Instructions for the task >> Write out the whole listing. Leave out nothing.
──────
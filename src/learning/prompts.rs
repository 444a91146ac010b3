//! Prompt evolution and A/B arbitration.

use std::collections::HashSet;
use std::sync::Arc;

use chrono::{Duration, Utc};
use tracing::{info, warn};

use crate::providers::{ChatMessage, ChatRequest, ProviderRegistry};
use crate::runner::StageError;
use crate::store::patterns::{LearnedPattern, PatternStatus};
use crate::store::prompts::PromptVersionStatus;
use crate::store::Store;
use crate::types::Tenant;

/// Prompts the learning loop may evolve.
pub const EVOLVABLE_PROMPTS: &[&str] = &["sequence-writer", "qualification"];

/// A/B defaults for evolved prompts.
const AB_MIN_SAMPLE: i64 = 100;
/// Wall-clock cap on evolved-prompt tests.
const AB_MAX_RUNTIME_DAYS: i64 = 30;
/// Required relative positive-reply margin to declare a winner.
const AB_WIN_MARGIN: f64 = 0.10;

/// Evolve one prompt: diff injected patterns against the current
/// validated/active set; when it changed, produce a new version and put
/// it under test (or activate directly when nothing is active yet).
pub async fn evolve_prompt(
    store: &Store,
    providers: &Arc<ProviderRegistry>,
    tenant: &Tenant,
    prompt_name: &str,
    patterns: &[LearnedPattern],
) -> Result<bool, StageError> {
    let target: HashSet<i64> = patterns
        .iter()
        .filter(|p| matches!(p.status, PatternStatus::Validated | PatternStatus::Active))
        .map(|p| p.id)
        .collect();

    let active = store.active_prompt_version(tenant.id, prompt_name).await?;
    let injected: HashSet<i64> = active
        .as_ref()
        .map(|v| v.injected_patterns.iter().copied().collect())
        .unwrap_or_default();

    if target == injected {
        return Ok(false);
    }
    if target.is_empty() && active.is_none() {
        return Ok(false);
    }

    // A new version is only worth minting once per diff; a running test
    // means the previous diff is still being arbitrated.
    if store.running_ab_test(tenant.id, prompt_name).await?.is_some() {
        info!(prompt = prompt_name, "A/B test running; deferring evolution");
        return Ok(false);
    }

    let added: Vec<&LearnedPattern> = patterns
        .iter()
        .filter(|p| target.contains(&p.id) && !injected.contains(&p.id))
        .collect();
    let removed: Vec<i64> = injected.difference(&target).copied().collect();

    let base_body = active.as_ref().map_or_else(
        || default_prompt_body(prompt_name),
        |v| v.body.clone(),
    );
    let body = generate_evolved_body(providers, tenant, prompt_name, &base_body, &added, &removed)
        .await?;

    let injected_list: Vec<i64> = {
        let mut list: Vec<i64> = target.iter().copied().collect();
        list.sort_unstable();
        list
    };
    let new_version = store
        .insert_prompt_version(
            tenant.id,
            prompt_name,
            &body,
            PromptVersionStatus::Testing,
            &injected_list,
        )
        .await?;

    match active {
        Some(active) => {
            store
                .create_ab_test(
                    tenant.id,
                    prompt_name,
                    active.id,
                    new_version.id,
                    AB_MIN_SAMPLE,
                    AB_MAX_RUNTIME_DAYS,
                )
                .await?;
            info!(
                prompt = prompt_name,
                control = active.id,
                variant = new_version.id,
                "A/B test opened for evolved prompt"
            );
        }
        None => {
            store
                .activate_prompt_version(tenant.id, prompt_name, new_version.id)
                .await?;
            info!(prompt = prompt_name, version = new_version.id, "first version activated");
        }
    }
    Ok(true)
}

async fn generate_evolved_body(
    providers: &Arc<ProviderRegistry>,
    tenant: &Tenant,
    prompt_name: &str,
    base_body: &str,
    added: &[&LearnedPattern],
    removed: &[i64],
) -> Result<String, StageError> {
    let mut instructions = String::new();
    instructions.push_str(&format!(
        "Rewrite this {prompt_name} prompt. Integrate the new winning patterns and drop the \
         deprecated ones. Keep structure and intent; change only what the patterns demand.\n\n\
         ## Current prompt\n{base_body}\n\n## New patterns\n"
    ));
    for pattern in added {
        instructions.push_str(&format!(
            "- {} (lift {:.1}x over {} sends)\n",
            pattern.elements, pattern.lift, pattern.sample_size
        ));
    }
    if !removed.is_empty() {
        instructions.push_str(&format!(
            "\n## Deprecated pattern ids to remove\n{removed:?}\n"
        ));
    }
    instructions.push_str("\nRespond with the full rewritten prompt text only.");

    let llm = providers.llm_for_tenant(tenant).map_err(StageError::from)?;
    let response = llm
        .chat(ChatRequest {
            system: Some("You maintain production prompt templates.".to_owned()),
            messages: vec![ChatMessage::user(instructions)],
            max_tokens: Some(4_000),
            temperature: Some(0.3),
            thinking_budget: None,
        })
        .await
        .map_err(StageError::from)?;

    if response.content.trim().is_empty() {
        return Err(StageError::transient("prompt evolution returned empty body"));
    }
    Ok(response.content)
}

fn default_prompt_body(prompt_name: &str) -> String {
    match prompt_name {
        "qualification" => "Judge the lead against the account criteria and respond with the \
                            JSON verdict."
            .to_owned(),
        _ => "Write the outbound sequence for the lead using the brand voice, the research \
              triggers, and the timeline."
            .to_owned(),
    }
}

/// Evaluate running A/B tests: conclude on sample or runtime, promote
/// the winner, keep control on inconclusive, deprecate the loser.
pub async fn evaluate_ab_tests(store: &Store, tenant: &Tenant) -> Result<usize, StageError> {
    let tests = store.list_running_ab_tests(tenant.id).await?;
    let now = Utc::now();
    let mut concluded = 0usize;

    for test in tests {
        let control = store
            .prompt_version_stats(tenant.id, test.control_version_id, test.started_at)
            .await?;
        let variant = store
            .prompt_version_stats(tenant.id, test.variant_version_id, test.started_at)
            .await?;

        let sample_reached =
            control.sends >= test.min_sample_per_variant && variant.sends >= test.min_sample_per_variant;
        let expired = now.signed_duration_since(test.started_at)
            >= Duration::days(test.max_runtime_days);
        if !sample_reached && !expired {
            continue;
        }

        let control_rate = positive_rate(control.positive_replies, control.sends);
        let variant_rate = positive_rate(variant.positive_replies, variant.sends);

        // The relative margin only means something once the winning arm
        // produced a positive reply; a tie at zero is inconclusive.
        let winner = if variant_rate > 0.0 && variant_rate >= control_rate * (1.0 + AB_WIN_MARGIN)
        {
            Some(test.variant_version_id)
        } else if control_rate > 0.0 && control_rate >= variant_rate * (1.0 + AB_WIN_MARGIN) {
            Some(test.control_version_id)
        } else {
            None
        };

        match winner {
            Some(winner_id) => {
                let loser_id = if winner_id == test.control_version_id {
                    test.variant_version_id
                } else {
                    test.control_version_id
                };
                store
                    .activate_prompt_version(tenant.id, &test.prompt_name, winner_id)
                    .await?;
                store.deprecate_prompt_version(tenant.id, loser_id).await?;
                store.conclude_ab_test(tenant.id, test.id, Some(winner_id)).await?;
                info!(
                    prompt = %test.prompt_name,
                    winner = winner_id,
                    control_rate,
                    variant_rate,
                    "A/B test concluded with a winner"
                );
            }
            None => {
                // Inconclusive: control stays, the variant retires.
                store
                    .deprecate_prompt_version(tenant.id, test.variant_version_id)
                    .await?;
                store.conclude_ab_test(tenant.id, test.id, None).await?;
                warn!(
                    prompt = %test.prompt_name,
                    control_rate,
                    variant_rate,
                    "A/B test inconclusive; control retained"
                );
            }
        }

        concluded = concluded.saturating_add(1);
    }
    Ok(concluded)
}

fn positive_rate(positives: i64, sends: i64) -> f64 {
    if sends <= 0 {
        return 0.0;
    }
    #[allow(clippy::cast_precision_loss)]
    let value = positives as f64 / sends as f64;
    value
}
──────
Finished exercise >>
filename src/learning/prompts.rs
repository 444a91146ac010b3
//! Prompt evolution and A/B arbitration.

use std::collections::HashSet;
use std::sync::Arc;

use chrono::{Duration, Utc};
use tracing::{info, warn};

use crate::providers::{ChatMessage, ChatRequest, ProviderRegistry};
use crate::runner::StageError;
use crate::store::patterns::{LearnedPattern, PatternStatus};
use crate::store::prompts::PromptVersionStatus;
use crate::store::Store;
use crate::types::Tenant;

/// Prompts the learning loop may evolve.
pub const EVOLVABLE_PROMPTS: &[&str] = &["sequence-writer", "qualification"];

/// A/B defaults for evolved prompts.
const AB_MIN_SAMPLE: i64 = 100;
/// Wall-clock cap on evolved-prompt tests.
const AB_MAX_RUNTIME_DAYS: i64 = 30;
/// Required relative positive-reply margin to declare a winner.
const AB_WIN_MARGIN: f64 = 0.10;

/// Evolve one prompt: diff injected patterns against the current
/// validated/active set; when it changed, produce a new version and put
/// it under test (or activate directly when nothing is active yet).
pub async fn evolve_prompt(
    store: &Store,
    providers: &Arc<ProviderRegistry>,
    tenant: &Tenant,
    prompt_name: &str,
    patterns: &[LearnedPattern],
) -> Result<bool, StageError> {
    let target: HashSet<i64> = patterns
        .iter()
        .filter(|p| matches!(p.status, PatternStatus::Validated | PatternStatus::Active))
        .map(|p| p.id)
        .collect();

    let active = store.active_prompt_version(tenant.id, prompt_name).await?;
    let injected: HashSet<i64> = active
        .as_ref()
        .map(|v| v.injected_patterns.iter().copied().collect())
        .unwrap_or_default();

    if target == injected {
        return Ok(false);
    }
    if target.is_empty() && active.is_none() {
        return Ok(false);
    }

    // A new version is only worth minting once per diff; a running test
    // means the previous diff is still being arbitrated.
    if store.running_ab_test(tenant.id, prompt_name).await?.is_some() {
        info!(prompt = prompt_name, "A/B test running; deferring evolution");
        return Ok(false);
    }

    let added: Vec<&LearnedPattern> = patterns
        .iter()
        .filter(|p| target.contains(&p.id) && !injected.contains(&p.id))
        .collect();
    let removed: Vec<i64> = injected.difference(&target).copied().collect();

    let base_body = active.as_ref().map_or_else(
        || default_prompt_body(prompt_name),
        |v| v.body.clone(),
    );
    let body = generate_evolved_body(providers, tenant, prompt_name, &base_body, &added, &removed)
        .await?;

    let injected_list: Vec<i64> = {
        let mut list: Vec<i64> = target.iter().copied().collect();
        list.sort_unstable();
        list
    };
    let new_version = store
        .insert_prompt_version(
            tenant.id,
            prompt_name,
            &body,
            PromptVersionStatus::Testing,
            &injected_list,
        )
        .await?;

    match active {
        Some(active) => {
            store
                .create_ab_test(
                    tenant.id,
                    prompt_name,
                    active.id,
                    new_version.id,
                    AB_MIN_SAMPLE,
                    AB_MAX_RUNTIME_DAYS,
                )
                .await?;
            info!(
                prompt = prompt_name,
                control = active.id,
                variant = new_version.id,
                "A/B test opened for evolved prompt"
            );
        }
        None => {
            store
                .activate_prompt_version(tenant.id, prompt_name, new_version.id)
                .await?;
            info!(prompt = prompt_name, version = new_version.id, "first version activated");
        }
    }
    Ok(true)
}

async fn generate_evolved_body(
    providers: &Arc<ProviderRegistry>,
    tenant: &Tenant,
    prompt_name: &str,
    base_body: &str,
    added: &[&LearnedPattern],
    removed: &[i64],
) -> Result<String, StageError> {
    let mut instructions = String::new();
    instructions.push_str(&format!(
        "Rewrite this {prompt_name} prompt. Integrate the new winning patterns and drop the \
         deprecated ones. Keep structure and intent; change only what the patterns demand.\n\n\
         ## Current prompt\n{base_body}\n\n## New patterns\n"
    ));
    for pattern in added {
        instructions.push_str(&format!(
            "- {} (lift {:.1}x over {} sends)\n",
            pattern.elements, pattern.lift, pattern.sample_size
        ));
    }
    if !removed.is_empty() {
        instructions.push_str(&format!(
            "\n## Deprecated pattern ids to remove\n{removed:?}\n"
        ));
    }
    instructions.push_str("\nRespond with the full rewritten prompt text only.");

    let llm = providers.llm_for_tenant(tenant).map_err(StageError::from)?;
    let response = llm
        .chat(ChatRequest {
            system: Some("You maintain production prompt templates.".to_owned()),
            messages: vec![ChatMessage::user(instructions)],
            max_tokens: Some(4_000),
            temperature: Some(0.3),
            thinking_budget: None,
        })
        .await
        .map_err(StageError::from)?;

    if response.content.trim().is_empty() {
        return Err(StageError::transient("prompt evolution returned empty body"));
    }
    Ok(response.content)
}

fn default_prompt_body(prompt_name: &str) -> String {
    match prompt_name {
        "qualification" => "Judge the lead against the account criteria and respond with the \
                            JSON verdict."
            .to_owned(),
        _ => "Write the outbound sequence for the lead using the brand voice, the research \
              triggers, and the timeline."
            .to_owned(),
    }
}

/// Evaluate running A/B tests: conclude on sample or runtime, promote
/// the winner, keep control on inconclusive, deprecate the loser.
pub async fn evaluate_ab_tests(store: &Store, tenant: &Tenant) -> Result<usize, StageError> {
    let tests = store.list_running_ab_tests(tenant.id).await?;
    let now = Utc::now();
    let mut concluded = 0usize;

    for test in tests {
        let control = store
            .prompt_version_stats(tenant.id, test.control_version_id, test.started_at)
            .await?;
        let variant = store
            .prompt_version_stats(tenant.id, test.variant_version_id, test.started_at)
            .await?;

        let sample_reached =
            control.sends >= test.min_sample_per_variant && variant.sends >= test.min_sample_per_variant;
        let expired = now.signed_duration_since(test.started_at)
            >= Duration::days(test.max_runtime_days);
        if !sample_reached && !expired {
            continue;
        }

        let control_rate = positive_rate(control.positive_replies, control.sends);
        let variant_rate = positive_rate(variant.positive_replies, variant.sends);

        // The relative margin only means something once the winning arm
        // produced a positive reply; a tie at zero is inconclusive.
        let winner = if variant_rate > 0.0 && variant_rate >= control_rate * (1.0 + AB_WIN_MARGIN)
        {
            Some(test.variant_version_id)
        } else if control_rate > 0.0 && control_rate >= variant_rate * (1.0 + AB_WIN_MARGIN) {
            Some(test.control_version_id)
        } else {
            None
        };

        match winner {
            Some(winner_id) => {
                let loser_id = if winner_id == test.control_version_id {
                    test.variant_version_id
                } else {
                    test.control_version_id
                };
                store
                    .activate_prompt_version(tenant.id, &test.prompt_name, winner_id)
                    .await?;
                store.deprecate_prompt_version(tenant.id, loser_id).await?;
                store.conclude_ab_test(tenant.id, test.id, Some(winner_id)).await?;
                info!(
                    prompt = %test.prompt_name,
                    winner = winner_id,
                    control_rate,
                    variant_rate,
                    "A/B test concluded with a winner"
                );
            }
            None => {
                // Inconclusive: control stays, the variant retires.
                store
                    .deprecate_prompt_version(tenant.id, test.variant_version_id)
                    .await?;
                store.conclude_ab_test(tenant.id, test.id, None).await?;
                warn!(
                    prompt = %test.prompt_name,
                    control_rate,
                    variant_rate,
                    "A/B test inconclusive; control retained"
                );
            }
        }

        concluded = concluded.saturating_add(1);
    }
    Ok(concluded)
}

fn positive_rate(positives: i64, sends: i64) -> f64 {
    if sends <= 0 {
        return 0.0;
    }
    #[allow(clippy::cast_precision_loss)]
    let value = positives as f64 / sends as f64;
    value
}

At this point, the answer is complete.